17. Check attachment of cells under the microscope; briefly drain off the medium.
To avoid drying of the cells, perform steps (especially washings, changing incubation medium) by quickly transferring the slides from one Coplin jar (or six-well plastic dish for small coverslips) to the next.

18. Incubate the cells in 0.3X PBS for 40 seconds.
This prevents the shrinkage of spherical cells that are otherwise prone to collapse during the following fixation.

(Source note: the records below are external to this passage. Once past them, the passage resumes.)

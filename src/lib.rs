pub mod analyzer;
pub mod api;
pub mod cache;
pub mod config;
pub mod error;
pub mod llm;
pub mod model;
pub mod schema;
pub mod service;
pub mod store;

use std::sync::Arc;
use std::time::Duration;

use service::AnalysisService;

/// Application state that will be shared across handlers
#[derive(Clone)]
pub struct AppState {
    pub service: Arc<AnalysisService>,
    pub request_timeout: Duration,
}
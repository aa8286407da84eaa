use std::fmt;
use std::str::FromStr;

use chrono::{DateTime, Utc};
use serde::{Deserialize, Serialize};

pub const MIN_SCORE: i64 = 0;
pub const MAX_SCORE: i64 = 20;
pub const MAX_SUMMARY_CHARS: usize = 3000;

#[derive(Clone, Copy, Debug, PartialEq, Eq, Serialize, Deserialize)]
#[serde(rename_all = "SCREAMING_SNAKE_CASE")]
pub enum RiskLevel {
    Safe,
    Moderate,
    High,
    Critical,
}

impl RiskLevel {
    /// Variants in declaration order; `NAMES[i]` is the text of `ALL[i]`.
    pub const ALL: [RiskLevel; 4] = [
        RiskLevel::Safe,
        RiskLevel::Moderate,
        RiskLevel::High,
        RiskLevel::Critical,
    ];
    pub const NAMES: &'static [&'static str] = &["SAFE", "MODERATE", "HIGH", "CRITICAL"];

    pub fn as_str(self) -> &'static str {
        Self::NAMES[self as usize]
    }
}

impl fmt::Display for RiskLevel {
    fn fmt(&self, f: &mut fmt::Formatter<'_>) -> fmt::Result {
        f.write_str(self.as_str())
    }
}

impl FromStr for RiskLevel {
    type Err = String;

    fn from_str(s: &str) -> Result<Self, Self::Err> {
        Self::ALL
            .into_iter()
            .find(|level| level.as_str() == s)
            .ok_or_else(|| format!("unknown risk level '{s}'"))
    }
}

/// A validated assessment as produced by the analysis provider.
///
/// Carries no URL or timestamp; those are attached when it is persisted.
#[derive(Clone, Debug, PartialEq, Eq, Serialize, Deserialize)]
#[serde(rename_all = "camelCase")]
pub struct AppAnalysis {
    pub app_name: String,
    pub score: u8,
    pub risk_level: RiskLevel,
    pub country_of_origin: String,
    pub shareholders: Vec<String>,
    pub positive_points: Vec<String>,
    pub negative_points: Vec<String>,
    pub summary: String,
}

/// One immutable persisted analysis for a URL at a point in time.
#[derive(Clone, Debug, PartialEq, Eq, Serialize)]
#[serde(rename_all = "camelCase")]
pub struct AnalysisRecord {
    pub id: i64,
    pub url: String,
    #[serde(flatten)]
    pub analysis: AppAnalysis,
    #[serde(with = "chrono::serde::ts_milliseconds")]
    pub timestamp: DateTime<Utc>,
}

However, adhere strictly to the time indicated, otherwise the nuclei will increase in size.

19. Fix the cells in 4% paraformaldehyde for 10 minutes at RT.

20. Wash the cells three times for 5 minutes each in 0.05% Triton X-100 at RT.

21. Incubate the cells in 0.5% Triton X-100 for 20 minutes at RT.

22. Transfer the coverslips to 20% glycerol, and incubate them for at least 30 minutes at RT (or preferably, overnight at 4°C).

23. Freeze the cells by dipping the coverslip into liquid nitrogen (for ~30 sec), and then thaw on a piece of paper towel. As soon as the frozen layer disappears, put the coverslip back into 20% glycerol. Repeat this four times.

24. Wash the cells three times for 5 minutes each in 0.05% Triton X-100.

25. Incubate the cells in 0.1 M HCl for 5 minutes.
See the note to Step 8.

26. Wash the cells twice for 1 minute each in 2X SSC.

27. Incubate the cells in the formamide-SSC solution for at least 1 hour (preferably overnight) at RT before proceeding with the optional pepsin digestion (Step 28) or hybridization (Step 36).
For-long term storage, keep slides in formamide-SSC at 4°C. Slides may be stored for at least 3-4 months. Longer storage may result in a deterioration of the nuclear morphology.

Treatment with Pepsin (Optional; ~45 min)

Pepsin incubation is required for most cell types with a large cytoplasm and/or cultures with a high cell density. Test a sample without pepsinization first to determine whether there is sufficient probe penetration. If pepsinization is necessary, monitor the treatment under the microscope and stop as soon as reduction of cytoplasm is visible.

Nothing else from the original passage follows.